Memorie Samsung e SK Hynix nei chip AI di Huawei: ecco cosa è emerso
La posizione dei due colossi coinvolti appare netta. Sia Samsung sia SK Hynix hanno confermato di non intrattenere più rapporti commerciali con Huawei, dichiarando la piena adesione ai divieti stabiliti dagli Stati Uniti. L’ipotesi più accreditata, dunque, è che le memorie siano frutto di scorte legittimamente accumulate in periodi precedenti al ban, senza violazioni dirette delle normative.
Più complessa la posizione di TSMC, chiamata nuovamente in causa per la presenza dei suoi chip nei nuovi Ascend 910C. Le analisi di TechInsights indicano che si tratterebbe di componenti risalenti a una produzione di oltre un anno fa. Forse entrati in Cina tramite intermediari non autorizzati. In base alle regole internazionali, la fonderia taiwanese è tenuta a verificare la legittimità dei propri clienti finali, e per tale motivo rimane esposta a potenziali sanzioni.
Il nodo centrale resta però la tenuta produttiva di Huawei.
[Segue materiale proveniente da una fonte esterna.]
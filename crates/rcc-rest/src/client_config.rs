//! The per-client configuration record.

use rcc_config::{ConfigError, ConfigResult, ConfigSource};
use serde::{Deserialize, Serialize};

use crate::field;
use crate::identity::ClientIdentity;
use crate::query_style::QueryParamStyle;
use crate::resolver::ClientConfigResolver;

/// Placeholder shown instead of secret values.
pub const REDACTED: &str = "****";

/// Resolved configuration for one REST client.
///
/// Every field is independently optional; absence means no layer set it.
#[derive(Debug, Clone, Default, PartialEq, Eq, Serialize, Deserialize)]
#[serde(rename_all = "kebab-case")]
pub struct RestClientConfig {
    /// Base URL of the service. Either this or `uri` is normally required.
    pub url: Option<String>,
    /// Base URI of the service. Either this or `url` is normally required.
    pub uri: Option<String>,
    /// Injection scope name (fully qualified or short).
    pub scope: Option<String>,
    /// Provider type names to register, with optional priorities.
    pub providers: Option<String>,
    /// Connect timeout in milliseconds.
    pub connect_timeout: Option<i64>,
    /// Read timeout in milliseconds.
    pub read_timeout: Option<i64>,
    pub follow_redirects: Option<bool>,
    /// HTTP proxy as `host:port`.
    pub proxy_address: Option<String>,
    pub query_param_style: Option<QueryParamStyle>,
    pub trust_store: Option<String>,
    pub trust_store_password: Option<String>,
    /// Defaults to `JKS` downstream.
    pub trust_store_type: Option<String>,
    pub key_store: Option<String>,
    pub key_store_password: Option<String>,
    /// Defaults to `JKS` downstream.
    pub key_store_type: Option<String>,
    /// Type name of the host name verifier.
    pub hostname_verifier: Option<String>,
    /// Milliseconds an idle pooled connection survives; `0` disables eviction.
    pub connection_ttl: Option<i32>,
    pub connection_pool_size: Option<i32>,
    pub max_redirects: Option<i32>,
}

impl RestClientConfig {
    /// The record with every field absent.
    pub const EMPTY: RestClientConfig = RestClientConfig {
        url: None,
        uri: None,
        scope: None,
        providers: None,
        connect_timeout: None,
        read_timeout: None,
        follow_redirects: None,
        proxy_address: None,
        query_param_style: None,
        trust_store: None,
        trust_store_password: None,
        trust_store_type: None,
        key_store: None,
        key_store_password: None,
        key_store_type: None,
        hostname_verifier: None,
        connection_ttl: None,
        connection_pool_size: None,
        max_redirects: None,
    };

    /// Resolve every field for `identity`.
    ///
    /// All fields are probed in the fixed field order. The first conversion
    /// failure aborts the load and is returned.
    pub fn load<S: ConfigSource + ?Sized>(
        resolver: &ClientConfigResolver<'_, S>,
        identity: &ClientIdentity,
    ) -> ConfigResult<Self> {
        Self::build(resolver, identity, Err)
    }

    /// Resolve every field, collecting conversion failures instead of
    /// stopping at the first one. Failed fields are left absent.
    pub fn load_lenient<S: ConfigSource + ?Sized>(
        resolver: &ClientConfigResolver<'_, S>,
        identity: &ClientIdentity,
    ) -> (Self, Vec<ConfigError>) {
        let mut errors = Vec::new();
        let record = Self::build(resolver, identity, |err| {
            errors.push(err);
            Ok(())
        });
        // the collector never fails, so neither does build
        (record.unwrap_or_default(), errors)
    }

    fn build<S, F>(
        resolver: &ClientConfigResolver<'_, S>,
        identity: &ClientIdentity,
        mut on_error: F,
    ) -> ConfigResult<Self>
    where
        S: ConfigSource + ?Sized,
        F: FnMut(ConfigError) -> ConfigResult<()>,
    {
        macro_rules! resolve {
            ($field:expr) => {
                match resolver.resolve(identity, $field.name) {
                    Ok(value) => value,
                    Err(err) => {
                        on_error(err)?;
                        None
                    }
                }
            };
        }

        let record = Self {
            url: resolve!(field::URL),
            uri: resolve!(field::URI),
            scope: resolve!(field::SCOPE),
            providers: resolve!(field::PROVIDERS),
            connect_timeout: resolve!(field::CONNECT_TIMEOUT),
            read_timeout: resolve!(field::READ_TIMEOUT),
            follow_redirects: resolve!(field::FOLLOW_REDIRECTS),
            proxy_address: resolve!(field::PROXY_ADDRESS),
            query_param_style: resolve!(field::QUERY_PARAM_STYLE),
            trust_store: resolve!(field::TRUST_STORE),
            trust_store_password: resolve!(field::TRUST_STORE_PASSWORD),
            trust_store_type: resolve!(field::TRUST_STORE_TYPE),
            key_store: resolve!(field::KEY_STORE),
            key_store_password: resolve!(field::KEY_STORE_PASSWORD),
            key_store_type: resolve!(field::KEY_STORE_TYPE),
            hostname_verifier: resolve!(field::HOSTNAME_VERIFIER),
            connection_ttl: resolve!(field::CONNECTION_TTL),
            connection_pool_size: resolve!(field::CONNECTION_POOL_SIZE),
            max_redirects: resolve!(field::MAX_REDIRECTS),
        };

        tracing::debug!(
            identity = identity.as_str(),
            present = record.present_count(),
            "loaded rest client config"
        );
        Ok(record)
    }

    /// Whether every field is absent.
    pub fn is_empty(&self) -> bool {
        *self == Self::EMPTY
    }

    /// Number of fields with a value.
    pub fn present_count(&self) -> usize {
        [
            self.url.is_some(),
            self.uri.is_some(),
            self.scope.is_some(),
            self.providers.is_some(),
            self.connect_timeout.is_some(),
            self.read_timeout.is_some(),
            self.follow_redirects.is_some(),
            self.proxy_address.is_some(),
            self.query_param_style.is_some(),
            self.trust_store.is_some(),
            self.trust_store_password.is_some(),
            self.trust_store_type.is_some(),
            self.key_store.is_some(),
            self.key_store_password.is_some(),
            self.key_store_type.is_some(),
            self.hostname_verifier.is_some(),
            self.connection_ttl.is_some(),
            self.connection_pool_size.is_some(),
            self.max_redirects.is_some(),
        ]
        .into_iter()
        .filter(|present| *present)
        .count()
    }

    /// Field-wise fallback: keep each present field, otherwise take `other`'s.
    pub fn with_fallback(self, other: &RestClientConfig) -> Self {
        Self {
            url: self.url.or_else(|| other.url.clone()),
            uri: self.uri.or_else(|| other.uri.clone()),
            scope: self.scope.or_else(|| other.scope.clone()),
            providers: self.providers.or_else(|| other.providers.clone()),
            connect_timeout: self.connect_timeout.or(other.connect_timeout),
            read_timeout: self.read_timeout.or(other.read_timeout),
            follow_redirects: self.follow_redirects.or(other.follow_redirects),
            proxy_address: self.proxy_address.or_else(|| other.proxy_address.clone()),
            query_param_style: self.query_param_style.or(other.query_param_style),
            trust_store: self.trust_store.or_else(|| other.trust_store.clone()),
            trust_store_password: self
                .trust_store_password
                .or_else(|| other.trust_store_password.clone()),
            trust_store_type: self.trust_store_type.or_else(|| other.trust_store_type.clone()),
            key_store: self.key_store.or_else(|| other.key_store.clone()),
            key_store_password: self
                .key_store_password
                .or_else(|| other.key_store_password.clone()),
            key_store_type: self.key_store_type.or_else(|| other.key_store_type.clone()),
            hostname_verifier: self
                .hostname_verifier
                .or_else(|| other.hostname_verifier.clone()),
            connection_ttl: self.connection_ttl.or(other.connection_ttl),
            connection_pool_size: self.connection_pool_size.or(other.connection_pool_size),
            max_redirects: self.max_redirects.or(other.max_redirects),
        }
    }

    /// Copy with secret fields replaced by [`REDACTED`].
    pub fn redacted(&self) -> Self {
        let mask = |v: &Option<String>| v.as_ref().map(|_| REDACTED.to_string());
        Self {
            trust_store_password: mask(&self.trust_store_password),
            key_store_password: mask(&self.key_store_password),
            ..self.clone()
        }
    }
}

#[cfg(test)]
mod tests {
    use super::*;
    use rcc_config::MapSource;

    #[test]
    fn test_empty_equals_default() {
        assert_eq!(RestClientConfig::EMPTY, RestClientConfig::default());
        assert!(RestClientConfig::EMPTY.is_empty());
        assert_eq!(RestClientConfig::EMPTY.present_count(), 0);
    }

    #[test]
    fn test_load_from_nothing_is_empty() {
        let source = MapSource::new("t");
        let resolver = ClientConfigResolver::new(&source);
        let config = RestClientConfig::load(&resolver, &ClientIdentity::key("nobody")).unwrap();
        assert_eq!(config, RestClientConfig::EMPTY);
    }

    #[test]
    fn test_load_mixed_forms() {
        let source = MapSource::new("t")
            .with("quarkus.rest-client.api.url", "http://x")
            .with("quarkus.rest-client.\"api\".read-timeout", "30000")
            .with("quarkus.rest-client.api.query-param-style", "COMMA_SEPARATED")
            .with("quarkus.rest-client.api.connection-ttl", "0");
        let resolver = ClientConfigResolver::new(&source);
        let config = RestClientConfig::load(&resolver, &ClientIdentity::key("api")).unwrap();

        assert_eq!(config.url.as_deref(), Some("http://x"));
        assert_eq!(config.read_timeout, Some(30000));
        assert_eq!(config.query_param_style, Some(QueryParamStyle::CommaSeparated));
        assert_eq!(config.connection_ttl, Some(0));
        assert_eq!(config.connect_timeout, None);
        assert_eq!(config.present_count(), 4);
    }

    #[test]
    fn test_load_propagates_conversion_error() {
        let source = MapSource::new("t")
            .with("quarkus.rest-client.api.url", "http://x")
            .with("quarkus.rest-client.api.max-redirects", "many");
        let resolver = ClientConfigResolver::new(&source);
        let err = RestClientConfig::load(&resolver, &ClientIdentity::key("api")).unwrap_err();
        assert_eq!(err.key(), Some("quarkus.rest-client.api.max-redirects"));
    }

    #[test]
    fn test_load_lenient_collects_all_errors() {
        let source = MapSource::new("t")
            .with("quarkus.rest-client.api.url", "http://x")
            .with("quarkus.rest-client.api.connect-timeout", "fast")
            .with("quarkus.rest-client.api.max-redirects", "many");
        let resolver = ClientConfigResolver::new(&source);
        let (config, errors) = RestClientConfig::load_lenient(&resolver, &ClientIdentity::key("api"));

        assert_eq!(config.url.as_deref(), Some("http://x"));
        assert_eq!(config.connect_timeout, None);
        let keys: Vec<_> = errors.iter().filter_map(|e| e.key()).collect();
        assert_eq!(
            keys,
            vec![
                "quarkus.rest-client.api.connect-timeout",
                "quarkus.rest-client.api.max-redirects",
            ]
        );
    }

    #[test]
    fn test_with_fallback_keeps_present_fields() {
        let specific = RestClientConfig {
            url: Some("http://specific".to_string()),
            ..RestClientConfig::default()
        };
        let defaults = RestClientConfig {
            url: Some("http://default".to_string()),
            connect_timeout: Some(1000),
            ..RestClientConfig::default()
        };
        let merged = specific.with_fallback(&defaults);
        assert_eq!(merged.url.as_deref(), Some("http://specific"));
        assert_eq!(merged.connect_timeout, Some(1000));
    }

    #[test]
    fn test_redacted_masks_passwords_only() {
        let config = RestClientConfig {
            trust_store: Some("/certs/ts.p12".to_string()),
            trust_store_password: Some("hunter2".to_string()),
            ..RestClientConfig::default()
        };
        let shown = config.redacted();
        assert_eq!(shown.trust_store_password.as_deref(), Some(REDACTED));
        assert_eq!(shown.trust_store.as_deref(), Some("/certs/ts.p12"));
        assert_eq!(shown.key_store_password, None);
    }

    #[test]
    fn test_serialized_names_are_hyphenated() {
        let config = RestClientConfig {
            connect_timeout: Some(5),
            connection_ttl: Some(7),
            ..RestClientConfig::default()
        };
        let json = serde_json::to_value(&config).unwrap();
        assert_eq!(json["connect-timeout"], 5);
        assert_eq!(json["connection-ttl"], 7);
        assert!(json.get("connectTimeout").is_none());
    }
}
Le stime parlano di scorte in via di esaurimento, sufficienti per realizzare non più di un milione di acceleratori AI. Un volume modesto, se confrontato con la domanda crescente del mercato interno cinese. Tale vicenda evidenzia come le politiche di controllo sull’export siano diventate un nuovo terreno di confronto strategico tra le potenze industriali.